The second type of active transport and which I discuss here is the H+ / K+ pump.  This type of active transport occurs in certain cells in the body such as cells of the stomach.  It usually pumps potassium inside the cell in exchange for protons which are pumped outside the cell. 

In the case of hyperkalemia in which case the concentration of potassium ions in the extracellular space is above that its normal value,  this pump comes into action in which the excess amount of potassium outside the cell is pumped to the interior of the cell in exchange for hydrogen ions which are transported to the exterior of the cell. 

As a result a state of acidosis occurs develops while correcting the hyperkalemia to its normal value.  In the case of metabolic acidosis this pump is also functional by pumping hydrogen ions to the inner side of the cell where they are buffered there by the phosphate ions.  In exchange potassium is pumped outside the cell.  Thus causing a state of hyperkalemia.

Another active transport across the cellular membrane is the calcium ions pump.  This type of pump requires ATPase and energy in the form of ATP to work adequately.  It functions by pumping the calcium ions ouside the cell.  It exists in certain types of cells in the body.  In muscle cells there is another type of calcium pumping from the cytoplasm to the sarcoplasmic reticulum which is an organ in muscle cells which stores calcium supply. 

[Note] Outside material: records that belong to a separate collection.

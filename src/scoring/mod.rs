//! Candidate scoring against decomposed query components.
//!
//! Two independent passes produce one combined score per candidate:
//!
//! - [`AlignmentScorer`] adds `2 × weight` for every query component found
//!   (after normalization) as a substring of a metadata field. A component
//!   matching several fields adds once per field.
//! - [`PenaltyScorer`] subtracts `weight` for every non-empty component
//!   absent from all metadata fields.
//!
//! Both passes share one weight table (company_name 8, report_type 4,
//! year 2, country 1) and emit a human-readable rationale alongside the
//! number.
//!
//! [`CandidateScorer`] is the seam for alternative judgment backends (the
//! upstream system has a generative-model variant); [`StringMatchScorer`]
//! is the deterministic implementation and never fails.

pub mod alignment;
pub mod error;
pub mod penalty;
pub mod scorer;
pub mod types;

#[cfg(any(test, feature = "mock"))]
pub mod mock;

#[cfg(test)]
mod tests;

pub use alignment::AlignmentScorer;
pub use error::ScoringError;
#[cfg(any(test, feature = "mock"))]
pub use mock::MockScorer;
pub use penalty::PenaltyScorer;
pub use scorer::{CandidateScorer, StringMatchScorer};
pub use types::{MATCH_MULTIPLIER, MatchOutcome, PenaltyOutcome, component_weight, weight_sum};
//! Dependency → catalog lookup → suppression flow, driven through the
//! dispatcher against a local stub of the vulnerability catalog.

use std::io::{Read, Write};
use std::net::TcpListener;
use std::sync::Arc;
use std::thread::JoinHandle;
use std::time::Duration;

use chrono::Utc;
use crossbeam_channel::{bounded, Receiver, Sender};

use leakhound::analyzer::AnalyzerDispatcher;
use leakhound::config::{Config, SuppressionRule};
use leakhound::metrics::MetricsRegistry;
use leakhound::model::{Diff, Leak, VulnerableDependency};
use leakhound::ossindex::OssIndexClient;

const LOCK_FILE: &str = r#"{
    "dependencies": {
        "foo": { "version": "1.0.0" }
    }
}"#;

const REPORT: &str = r#"[{
    "coordinates": "pkg:npm/foo@1.0.0",
    "vulnerabilities": [{
        "id": "OI-1",
        "title": "Prototype pollution",
        "description": "Deep merge allows proto override",
        "cvssScore": 7.5,
        "cvssVector": "CVSS:3.1/AV:N",
        "cwe": "CWE-1321",
        "cve": "CVE-2020-1",
        "reference": "https://ossindex.sonatype.org/vuln/OI-1"
    }]
}]"#;

// ---------------------------------------------------------------------------
// Stub catalog server
// ---------------------------------------------------------------------------

/// Serve one HTTP request with a canned JSON body, on a random local port.
fn stub_catalog(response_json: &'static str) -> (String, JoinHandle<()>) {
    let listener = TcpListener::bind("127.0.0.1:0").expect("bind");
    let endpoint = format!("http://{}", listener.local_addr().expect("addr"));
    let handle = std::thread::spawn(move || {
        let (mut stream, _) = listener.accept().expect("accept");
        let mut buffer = Vec::new();
        let mut chunk = [0u8; 4096];
        let mut header_end = None;
        let mut content_length = 0usize;
        loop {
            let n = stream.read(&mut chunk).expect("read request");
            if n == 0 {
                break;
            }
            buffer.extend_from_slice(&chunk[..n]);
            if header_end.is_none() {
                if let Some(pos) = find_subsequence(&buffer, b"\r\n\r\n") {
                    header_end = Some(pos + 4);
                    let headers = String::from_utf8_lossy(&buffer[..pos]).to_ascii_lowercase();
                    content_length = headers
                        .lines()
                        .find_map(|line| line.strip_prefix("content-length:"))
                        .and_then(|value| value.trim().parse().ok())
                        .unwrap_or(0);
                }
            }
            if let Some(end) = header_end {
                if buffer.len() >= end + content_length {
                    break;
                }
            }
        }
        let response = format!(
            "HTTP/1.1 200 OK\r\nContent-Type: application/json\r\n\
             Content-Length: {}\r\nConnection: close\r\n\r\n{response_json}",
            response_json.len()
        );
        stream.write_all(response.as_bytes()).expect("write response");
    });
    (endpoint, handle)
}

fn find_subsequence(haystack: &[u8], needle: &[u8]) -> Option<usize> {
    haystack.windows(needle.len()).position(|w| w == needle)
}

// ---------------------------------------------------------------------------
// Harness
// ---------------------------------------------------------------------------

struct Flow {
    dispatcher: AnalyzerDispatcher,
    diff_tx: Sender<Arc<Diff>>,
    vulns_rx: Receiver<VulnerableDependency>,
    _leak_rx: Receiver<Leak>,
    metrics: MetricsRegistry,
}

fn flow(endpoint: &str, suppressions: Vec<SuppressionRule>) -> Flow {
    let mut config = Config {
        suppressions,
        ..Config::default()
    };
    config.common.scan_interval = "1s".to_owned();
    config.common.workers = 1;
    config.validate().expect("config validates");

    let metrics = MetricsRegistry::start(&config.metrics);
    let (diff_tx, diff_rx) = bounded::<Arc<Diff>>(16);
    let (leak_tx, leak_rx) = bounded::<Leak>(16);
    let (vulns_tx, vulns_rx) = bounded::<VulnerableDependency>(16);

    let client = OssIndexClient::new("", "").with_endpoint(endpoint);
    let dispatcher = AnalyzerDispatcher::start_with_client(
        &config, diff_rx, leak_tx, vulns_tx, &metrics, client,
    )
    .expect("dispatcher");

    Flow {
        dispatcher,
        diff_tx,
        vulns_rx,
        _leak_rx: leak_rx,
        metrics,
    }
}

fn manifest_diff() -> Arc<Diff> {
    Arc::new(Diff {
        commit_hash: "c0ffee".to_owned(),
        repo_url: "https://gh/ex/r".to_owned(),
        repo_path: "ex/r".to_owned(),
        file_path: "package-lock.json".to_owned(),
        line_begin: 1,
        content: LOCK_FILE.to_owned(),
        author: "Alice".to_owned(),
        author_email: "alice@example.com".to_owned(),
        timestamp: Utc::now(),
    })
}

impl Flow {
    fn wait_for_stats<F: Fn(u64, u64) -> bool>(&self, check: F) {
        let deadline = std::time::Instant::now() + Duration::from_secs(10);
        loop {
            let stats = self.dispatcher.status("https://gh/ex/r");
            if check(stats.vulnerabilities_found, stats.vulnerabilities_suppressed) {
                return;
            }
            assert!(
                std::time::Instant::now() < deadline,
                "stats condition not reached; last: {stats:?}"
            );
            std::thread::sleep(Duration::from_millis(50));
        }
    }

    fn shutdown(self) {
        drop(self.diff_tx);
        self.dispatcher.stop();
        self.metrics.stop();
    }
}

// ---------------------------------------------------------------------------
// Scenarios
// ---------------------------------------------------------------------------

#[test]
fn vulnerable_dependency_is_reported() {
    let (endpoint, server) = stub_catalog(REPORT);
    let flow = flow(&endpoint, Vec::new());

    flow.diff_tx.send(manifest_diff()).expect("send diff");

    // Batch timeout (2 s) + lookup round trip.
    let finding = flow
        .vulns_rx
        .recv_timeout(Duration::from_secs(10))
        .expect("vulnerable dependency");
    assert_eq!(finding.dependency_name, "foo");
    assert_eq!(finding.version, "1.0.0");
    assert_eq!(finding.file_path, "package-lock.json");
    assert_eq!(finding.repo_url, "https://gh/ex/r");
    assert_eq!(finding.vulnerabilities.len(), 1);
    assert_eq!(finding.vulnerabilities[0].id, "OI-1");
    assert_eq!(finding.vulnerabilities[0].cve, "CVE-2020-1");
    assert_eq!(finding.vulnerabilities[0].source, "Sonatype OSS Index");

    flow.wait_for_stats(|found, suppressed| found == 1 && suppressed == 0);
    server.join().expect("server served");
    flow.shutdown();
}

#[test]
fn suppression_drops_the_finding_and_counts_it() {
    let (endpoint, server) = stub_catalog(REPORT);
    let suppression = SuppressionRule {
        repository: "ex/r".to_owned(),
        dep_name: "foo".to_owned(),
        dep_version: r"1\.0\.0".to_owned(),
        file_path: "package-lock".to_owned(),
        id: "OI-1".to_owned(),
        ..SuppressionRule::default()
    };
    let flow = flow(&endpoint, vec![suppression]);

    flow.diff_tx.send(manifest_diff()).expect("send diff");

    flow.wait_for_stats(|found, suppressed| found == 0 && suppressed == 1);
    assert!(
        flow.vulns_rx.recv_timeout(Duration::from_millis(300)).is_err(),
        "suppressed vulnerability must not be emitted"
    );
    server.join().expect("server served");
    flow.shutdown();
}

Calcium ions are required for the contraction of muscle tissue.  They are functional in their free state.  There is also a bound state of calcium in the cell that is bound to phosphate and oxalate ions.

The last type of ion channels that is discussed here is the cotransport or symporter and antiporter pumps.  In this case of pumping the pump does not use ATPase but instead it relies on the concentration gradient of sodium ions that it can flow along its concentration gradient and the released energy is used to pump amino acids and glucose for example.  In this case the transport can be symport of antiport.  In addition to type of pumps antiport occurs also with Na+/Ca++ pumps in which case calcium is pumped outside the cell in exchange for sodium which is pumped to the interior of the cell.